▶ _Assignment_: The response must contain every line below in which "HttpSettings" appears.

[Stored data entries]

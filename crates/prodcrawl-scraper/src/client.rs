//! Plain HTTP fetch path for sites that serve product data without client-side
//! rendering.

use std::sync::Arc;
use std::time::Duration;

use async_trait::async_trait;
use prodcrawl_core::{HttpSettings, ProductRecord};
use reqwest::{Client, StatusCode, Url};

use crate::batch::BatchEntry;
use crate::crawler::ProductCrawler;
use crate::error::CrawlError;
use crate::extract::PageExtractor;
use crate::rate_limit::retry_with_backoff;
use crate::sink::ProductSink;

/// `Retry-After` assumed when a 429 response omits or garbles the header.
const DEFAULT_RETRY_AFTER_SECS: u64 = 60;

/// GETs pages as text.
///
/// 429 and 5xx responses and network errors are retried with exponential
/// backoff up to `max_retries` additional attempts.
#[derive(Debug, Clone)]
pub struct HttpFetcher {
    client: Client,
    max_retries: u32,
    backoff_base_secs: u64,
}

impl HttpFetcher {
    /// # Errors
    ///
    /// Returns [`CrawlError::Http`] if the underlying `reqwest::Client`
    /// cannot be constructed.
    pub fn new(settings: &HttpSettings) -> Result<Self, CrawlError> {
        let client = Client::builder()
            .timeout(Duration::from_secs(settings.timeout_secs))
            .connect_timeout(Duration::from_secs(10))
            .user_agent(&settings.user_agent)
            .build()?;
        Ok(Self {
            client,
            max_retries: settings.max_retries,
            backoff_base_secs: settings.retry_backoff_base_secs,
        })
    }

    /// Fetches `url` and returns the body.
    ///
    /// # Errors
    ///
    /// - [`CrawlError::RateLimited`]: HTTP 429 after all retries.
    /// - [`CrawlError::UnexpectedStatus`]: any other non-2xx status (5xx after retries).
    /// - [`CrawlError::Http`]: network or TLS failure after all retries.
    pub async fn fetch(&self, url: &str) -> Result<String, CrawlError> {
        retry_with_backoff(self.max_retries, self.backoff_base_secs, || async move {
            let response = self
                .client
                .get(url)
                .header(
                    reqwest::header::ACCEPT,
                    "text/html,application/xhtml+xml;q=0.9,*/*;q=0.8",
                )
                .header(reqwest::header::ACCEPT_LANGUAGE, "en-US,en;q=0.9")
                .send()
                .await?;
            let status = response.status();

            if status == StatusCode::TOO_MANY_REQUESTS {
                let retry_after_secs = response
                    .headers()
                    .get(reqwest::header::RETRY_AFTER)
                    .and_then(|v| v.to_str().ok())
                    .and_then(|s| s.trim().parse::<u64>().ok())
                    .unwrap_or(DEFAULT_RETRY_AFTER_SECS);
                return Err(CrawlError::RateLimited {
                    domain: domain_of(url),
                    retry_after_secs,
                });
            }
            if !status.is_success() {
                return Err(CrawlError::UnexpectedStatus {
                    status: status.as_u16(),
                    url: url.to_owned(),
                });
            }

            Ok(response.text().await?)
        })
        .await
    }
}

fn domain_of(url: &str) -> String {
    Url::parse(url)
        .ok()
        .and_then(|u| u.host_str().map(str::to_owned))
        .unwrap_or_else(|| url.to_owned())
}

/// fetch → extract → persist, without a browser.
pub struct HttpCrawler {
    fetcher: HttpFetcher,
    extractor: Arc<PageExtractor>,
    sink: Arc<dyn ProductSink>,
}

impl std::fmt::Debug for HttpCrawler {
    fn fmt(&self, f: &mut std::fmt::Formatter<'_>) -> std::fmt::Result {
        f.debug_struct("HttpCrawler")
            .field("fetcher", &self.fetcher)
            .finish_non_exhaustive()
    }
}

impl HttpCrawler {
    pub fn new(
        fetcher: HttpFetcher,
        extractor: Arc<PageExtractor>,
        sink: Arc<dyn ProductSink>,
    ) -> Self {
        Self {
            fetcher,
            extractor,
            sink,
        }
    }
}

#[async_trait]
impl ProductCrawler for HttpCrawler {
    async fn crawl(&self, url: &str) -> Result<ProductRecord, CrawlError> {
        tracing::info!(url, "fetching");
        let markup = self.fetcher.fetch(url).await?;
        let record = self.extractor.extract(&markup, url)?;
        self.sink.persist(&record).await?;
        Ok(record)
    }

    async fn crawl_batch(&self, urls: &[String]) -> Result<Vec<BatchEntry>, CrawlError> {
        let mut entries = Vec::with_capacity(urls.len());
        for url in urls {
            let result = self.crawl(url).await;
            entries.push(BatchEntry::from_result(url, result));
        }
        Ok(entries)
    }
}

▶ _Answer for this exercise_:
use prodcrawl_core::{HttpSettings, ProductRecord};
    pub fn new(settings: &HttpSettings) -> Result<Self, CrawlError> {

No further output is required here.